*Assignment*
Looking at the data that follows, count the lines containing the word "source" and write down only that count.

------------------------------------------------------------------------

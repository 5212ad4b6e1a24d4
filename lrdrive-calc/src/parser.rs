//! # Calculator Parser
//!
//! This module couples the calculator's parse tables with its semantic
//! actions. It exposes:
//!
//! - [`CalcActions`]: the reduction hooks, evaluating expressions as they
//!   are reduced and storing assignments in a [`SymTab`],
//! - [`CalcParser`]: owns the tables and the scanner automaton, and
//!   evaluates whole programs into an [`Evaluation`].
//!
//! ## Behavior highlights
//! - **Statements** are `Expr ;` or `ident = Expr ;`. Each completed
//!   statement is recorded with its value and location.
//! - **Syntax errors** are recovered from at statement level through the
//!   `Stmt -> error ';'` rule; the skipped statement is recorded with no
//!   value.
//! - **Undefined variables** and **overflow** are semantic errors: the
//!   statement is abandoned as if it had a syntax error, and evaluation
//!   continues with the next one.
//! - **Division by zero** stops evaluation.

use crate::parser_data::{self, ProdID};
use crate::{CalcError, Diagnostic, Lexicon, SymTab, TokenValue};
use lrdrive::{
    Actions, Control, DEFAULT_MAX_DEPTH, Engine, ParseError, ParserStats, Reduction, Span, Tables,
};

/// One statement of the program.
#[derive(Debug, Clone, PartialEq, Eq)]
pub struct Statement {
    pub span: Span,
    /// `None` for a statement skipped by error recovery.
    pub value: Option<i64>,
}

/// Everything an evaluation produced.
#[derive(Debug)]
pub struct Evaluation {
    pub statements: Vec<Statement>,
    /// Lexical and syntax errors, in the order they were found.
    pub diagnostics: Vec<Diagnostic>,
    /// Semantic errors the evaluation recovered from.
    pub errors: Vec<CalcError>,
    /// `Err` if the parse stopped before the end of input.
    pub outcome: Result<(), CalcError>,
    pub stats: ParserStats,
}

impl Evaluation {
    /// True when the whole program was evaluated without any error.
    pub fn is_clean(&self) -> bool {
        self.outcome.is_ok() && self.diagnostics.is_empty() && self.errors.is_empty()
    }

    pub fn values(&self) -> Vec<Option<i64>> {
        self.statements.iter().map(|s| s.value).collect()
    }
}

fn number(value: &TokenValue) -> i64 {
    let TokenValue::Number(n) = value else {
        unreachable!("expected a number, found {value:?}")
    };
    *n
}

/// Semantic actions for the calculator grammar.
pub struct CalcActions<'s> {
    symtab: &'s mut SymTab,
    statements: Vec<Statement>,
    errors: Vec<CalcError>,
    fatal: Option<CalcError>,
}

impl<'s> CalcActions<'s> {
    pub fn new(symtab: &'s mut SymTab) -> Self {
        Self {
            symtab,
            statements: Vec::new(),
            errors: Vec::new(),
            fatal: None,
        }
    }

    fn statement(&mut self, span: Span, value: Option<i64>) {
        log::debug!("statement at {span}: {value:?}");
        self.statements.push(Statement { span, value });
    }

    fn checked(&mut self, result: Option<i64>, span: Span, value: &mut TokenValue) -> Control {
        match result {
            Some(n) => {
                *value = TokenValue::Number(n);
                Control::Continue
            }
            None => {
                self.errors.push(CalcError::Overflow { span });
                Control::Error
            }
        }
    }
}

impl Actions for CalcActions<'_> {
    type Value = TokenValue;
    type Span = Span;

    fn reduce(
        &mut self,
        reduction: Reduction<'_, TokenValue, Span>,
        value: &mut TokenValue,
    ) -> Control {
        let Some(prod) = ProdID::from_rule(reduction.rule_id) else {
            unreachable!("unknown rule {}", reduction.rule_id.0)
        };
        let values = reduction.values;
        let span = *reduction.span;
        match prod {
            ProdID::Start => {
                // $accept -> Program $end
                // never reduced
                unreachable!()
            }
            ProdID::Program | ProdID::Stmts1 | ProdID::Stmts2 => {
                // Program -> Stmts
                // Stmts -> | Stmts Stmt
            }
            ProdID::Stmt1 => {
                // Stmt -> Expr ;
                self.statement(span, Some(number(&values[0])));
                *value = TokenValue::None;
            }
            ProdID::Stmt2 => {
                // Stmt -> ident = Expr ;
                let TokenValue::Ident(name) = &values[0] else {
                    unreachable!()
                };
                let n = number(&values[2]);
                self.symtab.assign(name, n);
                self.statement(span, Some(n));
                *value = TokenValue::None;
            }
            ProdID::Stmt3 => {
                // Stmt -> error ;
                self.statement(span, None);
            }
            ProdID::Expr1 => {
                // Expr -> Expr + Term
                let sum = number(&values[0]).checked_add(number(&values[2]));
                return self.checked(sum, span, value);
            }
            ProdID::Expr2 => {
                // Expr -> Expr - Term
                let difference = number(&values[0]).checked_sub(number(&values[2]));
                return self.checked(difference, span, value);
            }
            ProdID::Term1 => {
                // Term -> Term * Factor
                let product = number(&values[0]).checked_mul(number(&values[2]));
                return self.checked(product, span, value);
            }
            ProdID::Term2 => {
                // Term -> Term / Factor
                let divisor = number(&values[2]);
                if divisor == 0 {
                    self.fatal = Some(CalcError::DivisionByZero { span });
                    return Control::Abort;
                }
                let quotient = number(&values[0]).checked_div(divisor);
                return self.checked(quotient, span, value);
            }
            ProdID::Expr3 | ProdID::Term3 | ProdID::Factor1 => {
                // Expr -> Term
                // Term -> Factor
                // Factor -> number
            }
            ProdID::Factor2 => {
                // Factor -> ident
                let TokenValue::Ident(name) = &values[0] else {
                    unreachable!()
                };
                match self.symtab.lookup(name) {
                    Some(n) => *value = TokenValue::Number(n),
                    None => {
                        self.errors.push(CalcError::Undefined {
                            name: name.clone(),
                            span,
                        });
                        return Control::Error;
                    }
                }
            }
            ProdID::Factor3 => {
                // Factor -> ( Expr )
                *value = values[1].clone();
            }
            ProdID::Factor4 => {
                // Factor -> - Factor
                let negated = number(&values[1]).checked_neg();
                return self.checked(negated, span, value);
            }
        }
        Control::Continue
    }
}

/// The calculator front end: scanner automaton plus parse tables.
///
/// Both are built once by [`try_new`](CalcParser::try_new) and reused by
/// every [`evaluate`](CalcParser::evaluate) call.
///
/// # Example
///
/// ```rust
/// # use lrdrive_calc::{CalcParser, SymTab};
/// let parser = CalcParser::try_new().unwrap();
/// let mut symtab = SymTab::new();
/// let eval = parser.evaluate("hello = 1;\n foo =\n 5 + 3 * 2;\n (foo + hello) * -2;", &mut symtab);
/// assert_eq!(eval.values(), vec![Some(1), Some(11), Some(-24)]);
/// assert_eq!(symtab.len(), 2);
/// ```
#[derive(Debug)]
pub struct CalcParser {
    lexicon: Lexicon,
    tables: Tables,
    max_depth: usize,
}

impl CalcParser {
    pub fn try_new() -> Result<Self, CalcError> {
        Ok(Self {
            lexicon: Lexicon::try_new()?,
            tables: parser_data::tables()?,
            max_depth: DEFAULT_MAX_DEPTH,
        })
    }

    /// Limits parser stack depth, bounding expression nesting.
    pub fn with_max_depth(mut self, max_depth: usize) -> Self {
        self.max_depth = max_depth;
        self
    }

    pub fn tables(&self) -> &Tables {
        &self.tables
    }

    /// Evaluates every statement of `source`, reading and updating
    /// variables in `symtab`.
    pub fn evaluate(&self, source: &str, symtab: &mut SymTab) -> Evaluation {
        let lexer = self.lexicon.scan(source);
        let actions = CalcActions::new(symtab);
        let mut engine = Engine::new(&self.tables, lexer, actions).with_max_depth(self.max_depth);
        let result = engine.parse();
        let stats = engine.stats();
        let (lexer, actions) = engine.into_parts();
        let CalcActions {
            statements,
            errors,
            fatal,
            ..
        } = actions;
        let outcome = match result {
            Ok(_) => Ok(()),
            Err(ParseError::Aborted) => Err(fatal.unwrap_or(CalcError::Parse(ParseError::Aborted))),
            Err(err) => Err(err.into()),
        };
        Evaluation {
            statements,
            diagnostics: lexer.into_diagnostics(),
            errors,
            outcome,
            stats,
        }
    }
}
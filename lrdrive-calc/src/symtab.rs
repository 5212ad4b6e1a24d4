//! # symtab
//!
//! Variable storage for the calculator, built on [`indexmap::IndexMap`] so
//! that variables are listed in the order they were first assigned.
//!
//! ## Example
//! ```rust
//! # use lrdrive_calc::SymTab;
//! let mut st = SymTab::new();
//! st.assign("foo", 42);
//! assert_eq!(st.lookup("foo"), Some(42));
//! assert_eq!(st.lookup("bar"), None);
//! ```

use indexmap::IndexMap;
use smartstring::alias::String;

/// Maps variable names to integer values, in first-assignment order.
#[derive(Debug, Default)]
pub struct SymTab {
    tab: IndexMap<String, i64>,
}

impl SymTab {
    pub fn new() -> Self {
        Self {
            tab: IndexMap::new(),
        }
    }

    pub fn len(&self) -> usize {
        self.tab.len()
    }

    pub fn is_empty(&self) -> bool {
        self.tab.is_empty()
    }

    /// Stores `value` under `name`. A reassigned name keeps its position.
    pub fn assign(&mut self, name: &str, value: i64) {
        self.tab.insert(String::from(name), value);
    }

    /// The value of `name`, or `None` if it was never assigned.
    pub fn lookup(&self, name: &str) -> Option<i64> {
        self.tab.get(name).copied()
    }

    pub fn iter(&self) -> impl Iterator<Item = (&str, i64)> + '_ {
        self.tab.iter().map(|(name, value)| (name.as_str(), *value))
    }
}
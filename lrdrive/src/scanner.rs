use crate::Terminal;

/// The token source an [`Engine`](crate::Engine) pulls from.
///
/// The engine calls [`next_token`](Scanner::next_token) only when it has no
/// lookahead buffered, and reads [`value`](Scanner::value) and
/// [`span`](Scanner::span) for the token returned most recently.
pub trait Scanner {
    /// Semantic value attached to a token.
    type Value;

    /// Location of a token.
    type Span;

    /// Returns the next terminal.
    ///
    /// Must never return [`Terminal::NONE`]. Once input is exhausted it must
    /// return the grammar's end-of-input terminal, and keep returning it on
    /// every later call.
    fn next_token(&mut self) -> Terminal;

    /// Hands over the value of the most recently returned token. Called once
    /// for each token the engine shifts.
    fn value(&mut self) -> Self::Value;

    /// Location of the most recently returned token. Before the first token
    /// it is the location of the start of input.
    fn span(&self) -> Self::Span;

    /// Receives a syntax-error diagnostic together with the offending
    /// token's location. Called at most once per error region.
    fn report_error(&mut self, message: &str, span: &Self::Span);
}
//! LALR(1) tables for the calculator grammar.
//!
//! ```text
//! 0  $accept -> Program $end
//! 1  Program -> Stmts
//! 2  Stmts   -> ε
//! 3  Stmts   -> Stmts Stmt
//! 4  Stmt    -> Expr ';'
//! 5  Stmt    -> ident '=' Expr ';'
//! 6  Stmt    -> error ';'
//! 7  Expr    -> Expr '+' Term
//! 8  Expr    -> Expr '-' Term
//! 9  Expr    -> Term
//! 10 Term    -> Term '*' Factor
//! 11 Term    -> Term '/' Factor
//! 12 Term    -> Factor
//! 13 Factor  -> number
//! 14 Factor  -> ident
//! 15 Factor  -> '(' Expr ')'
//! 16 Factor  -> '-' Factor
//! ```
//!
//! Precedence and associativity are encoded in the grammar itself, so the
//! automaton has no conflicts. States whose only decision is a single
//! reduction carry no lookahead table.

use lrdrive::{
    ActionCode, Nonterminal, Rule, RuleId, State, StateId, Symbol, TableError, Tables, Terminal,
};

/// Terminal ids. 0 is reserved by the engine for "no lookahead".
#[derive(Debug, Clone, Copy, PartialEq, Eq, Hash)]
#[repr(u16)]
pub enum TokenID {
    End = 1,
    Error = 2,
    Number = 3,
    Ident = 4,
    Plus = 5,
    Minus = 6,
    Asterisk = 7,
    Slash = 8,
    LeftParen = 9,
    RightParen = 10,
    Equals = 11,
    Semicolon = 12,
    /// A character no token starts with. No state accepts it.
    Invalid = 13,
}

impl TokenID {
    pub const LABELS: [&'static str; 14] = [
        "",
        "$end",
        "error",
        "number",
        "identifier",
        "'+'",
        "'-'",
        "'*'",
        "'/'",
        "'('",
        "')'",
        "'='",
        "';'",
        "invalid token",
    ];

    pub fn label(self) -> &'static str {
        Self::LABELS[self as usize]
    }
}

impl From<TokenID> for Terminal {
    fn from(id: TokenID) -> Self {
        Terminal(id as u16)
    }
}

#[derive(Debug, Clone, Copy, PartialEq, Eq, Hash)]
#[repr(u16)]
pub enum NonterminalID {
    Accept = 0,
    Program = 1,
    Stmts = 2,
    Stmt = 3,
    Expr = 4,
    Term = 5,
    Factor = 6,
}

impl NonterminalID {
    pub const LABELS: [&'static str; 7] =
        ["$accept", "Program", "Stmts", "Stmt", "Expr", "Term", "Factor"];
}

impl From<NonterminalID> for Nonterminal {
    fn from(id: NonterminalID) -> Self {
        Nonterminal(id as u16)
    }
}

/// Production ids, numbered as the rules above.
#[derive(Debug, Clone, Copy, PartialEq, Eq, Hash)]
#[repr(u16)]
pub enum ProdID {
    Start = 0,
    Program = 1,
    Stmts1 = 2,
    Stmts2 = 3,
    Stmt1 = 4,
    Stmt2 = 5,
    Stmt3 = 6,
    Expr1 = 7,
    Expr2 = 8,
    Expr3 = 9,
    Term1 = 10,
    Term2 = 11,
    Term3 = 12,
    Factor1 = 13,
    Factor2 = 14,
    Factor3 = 15,
    Factor4 = 16,
}

impl ProdID {
    const ALL: [ProdID; 17] = [
        ProdID::Start,
        ProdID::Program,
        ProdID::Stmts1,
        ProdID::Stmts2,
        ProdID::Stmt1,
        ProdID::Stmt2,
        ProdID::Stmt3,
        ProdID::Expr1,
        ProdID::Expr2,
        ProdID::Expr3,
        ProdID::Term1,
        ProdID::Term2,
        ProdID::Term3,
        ProdID::Factor1,
        ProdID::Factor2,
        ProdID::Factor3,
        ProdID::Factor4,
    ];

    pub fn from_rule(rule: RuleId) -> Option<Self> {
        Self::ALL.get(usize::from(rule)).copied()
    }
}

impl From<ProdID> for RuleId {
    fn from(id: ProdID) -> Self {
        RuleId(id as u16)
    }
}

use NonterminalID as N;
use TokenID as T;

const fn t(id: TokenID) -> Symbol {
    Symbol::Terminal(Terminal(id as u16))
}

const fn n(id: NonterminalID) -> Symbol {
    Symbol::Nonterminal(Nonterminal(id as u16))
}

const RULES: [(NonterminalID, &[Symbol]); 17] = [
    (N::Accept, &[n(N::Program), t(T::End)]),
    (N::Program, &[n(N::Stmts)]),
    (N::Stmts, &[]),
    (N::Stmts, &[n(N::Stmts), n(N::Stmt)]),
    (N::Stmt, &[n(N::Expr), t(T::Semicolon)]),
    (N::Stmt, &[t(T::Ident), t(T::Equals), n(N::Expr), t(T::Semicolon)]),
    (N::Stmt, &[t(T::Error), t(T::Semicolon)]),
    (N::Expr, &[n(N::Expr), t(T::Plus), n(N::Term)]),
    (N::Expr, &[n(N::Expr), t(T::Minus), n(N::Term)]),
    (N::Expr, &[n(N::Term)]),
    (N::Term, &[n(N::Term), t(T::Asterisk), n(N::Factor)]),
    (N::Term, &[n(N::Term), t(T::Slash), n(N::Factor)]),
    (N::Term, &[n(N::Factor)]),
    (N::Factor, &[t(T::Number)]),
    (N::Factor, &[t(T::Ident)]),
    (N::Factor, &[t(T::LeftParen), n(N::Expr), t(T::RightParen)]),
    (N::Factor, &[t(T::Minus), n(N::Factor)]),
];

struct Row {
    actions: &'static [(TokenID, ActionCode)],
    default: ActionCode,
    gotos: &'static [(NonterminalID, u32)],
}

const fn row(
    actions: &'static [(TokenID, ActionCode)],
    default: ActionCode,
    gotos: &'static [(NonterminalID, u32)],
) -> Row {
    Row {
        actions,
        default,
        gotos,
    }
}

const STATES: [Row; 28] = [
    /* 0 */ row(&[], -2, &[(N::Stmts, 1)]),
    /* 1 */
    row(
        &[
            (T::End, -1),
            (T::Error, 12),
            (T::Number, 6),
            (T::Ident, 7),
            (T::LeftParen, 8),
            (T::Minus, 9),
        ],
        0,
        &[(N::Stmt, 2), (N::Expr, 3), (N::Term, 4), (N::Factor, 5)],
    ),
    /* 2 */ row(&[], -3, &[]),
    /* 3 */ row(&[(T::Semicolon, 14), (T::Plus, 15), (T::Minus, 16)], 0, &[]),
    /* 4 */
    row(
        &[
            (T::Asterisk, 19),
            (T::Slash, 20),
            (T::Semicolon, -9),
            (T::Plus, -9),
            (T::Minus, -9),
            (T::RightParen, -9),
        ],
        0,
        &[],
    ),
    /* 5 */ row(&[], -12, &[]),
    /* 6 */ row(&[], -13, &[]),
    /* 7 */
    row(
        &[
            (T::Equals, 23),
            (T::Asterisk, -14),
            (T::Slash, -14),
            (T::Semicolon, -14),
            (T::Plus, -14),
            (T::Minus, -14),
        ],
        0,
        &[],
    ),
    /* 8 */
    row(
        &[(T::Number, 6), (T::Ident, 10), (T::LeftParen, 8), (T::Minus, 9)],
        0,
        &[(N::Expr, 26), (N::Term, 4), (N::Factor, 5)],
    ),
    /* 9 */
    row(
        &[(T::Number, 6), (T::Ident, 10), (T::LeftParen, 8), (T::Minus, 9)],
        0,
        &[(N::Factor, 11)],
    ),
    /* 10 */ row(&[], -14, &[]),
    /* 11 */ row(&[], -16, &[]),
    /* 12 */ row(&[(T::Semicolon, 13)], 0, &[]),
    /* 13 */ row(&[], -6, &[]),
    /* 14 */ row(&[], -4, &[]),
    /* 15 */
    row(
        &[(T::Number, 6), (T::Ident, 10), (T::LeftParen, 8), (T::Minus, 9)],
        0,
        &[(N::Term, 17), (N::Factor, 5)],
    ),
    /* 16 */
    row(
        &[(T::Number, 6), (T::Ident, 10), (T::LeftParen, 8), (T::Minus, 9)],
        0,
        &[(N::Term, 18), (N::Factor, 5)],
    ),
    /* 17 */
    row(
        &[
            (T::Asterisk, 19),
            (T::Slash, 20),
            (T::Semicolon, -7),
            (T::Plus, -7),
            (T::Minus, -7),
            (T::RightParen, -7),
        ],
        0,
        &[],
    ),
    /* 18 */
    row(
        &[
            (T::Asterisk, 19),
            (T::Slash, 20),
            (T::Semicolon, -8),
            (T::Plus, -8),
            (T::Minus, -8),
            (T::RightParen, -8),
        ],
        0,
        &[],
    ),
    /* 19 */
    row(
        &[(T::Number, 6), (T::Ident, 10), (T::LeftParen, 8), (T::Minus, 9)],
        0,
        &[(N::Factor, 21)],
    ),
    /* 20 */
    row(
        &[(T::Number, 6), (T::Ident, 10), (T::LeftParen, 8), (T::Minus, 9)],
        0,
        &[(N::Factor, 22)],
    ),
    /* 21 */ row(&[], -10, &[]),
    /* 22 */ row(&[], -11, &[]),
    /* 23 */
    row(
        &[(T::Number, 6), (T::Ident, 10), (T::LeftParen, 8), (T::Minus, 9)],
        0,
        &[(N::Expr, 24), (N::Term, 4), (N::Factor, 5)],
    ),
    /* 24 */ row(&[(T::Semicolon, 25), (T::Plus, 15), (T::Minus, 16)], 0, &[]),
    /* 25 */ row(&[], -5, &[]),
    /* 26 */ row(&[(T::RightParen, 27), (T::Plus, 15), (T::Minus, 16)], 0, &[]),
    /* 27 */ row(&[], -15, &[]),
];

/// Builds and validates the calculator's table set.
pub fn tables() -> Result<Tables, TableError> {
    let rules = RULES
        .iter()
        .map(|(lhs, rhs)| Rule::new(Nonterminal::from(*lhs), rhs.to_vec()));
    let states = STATES.iter().map(|row| {
        let mut state = State::builder().default_code(row.default);
        for &(token, code) in row.actions {
            state = state.on_code(token.into(), code);
        }
        for &(nonterminal, target) in row.gotos {
            state = state.goto(nonterminal.into(), StateId(target));
        }
        state.build()
    });
    Tables::builder()
        .rules(rules)
        .states(states)
        .end_terminal(TokenID::End.into())
        .error_terminal(TokenID::Error.into())
        .accept_rule(ProdID::Program.into())
        .terminal_names(TokenID::LABELS)
        .nonterminal_names(NonterminalID::LABELS)
        .build()
}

------------------------------------------------------------------------

*Your solution*
4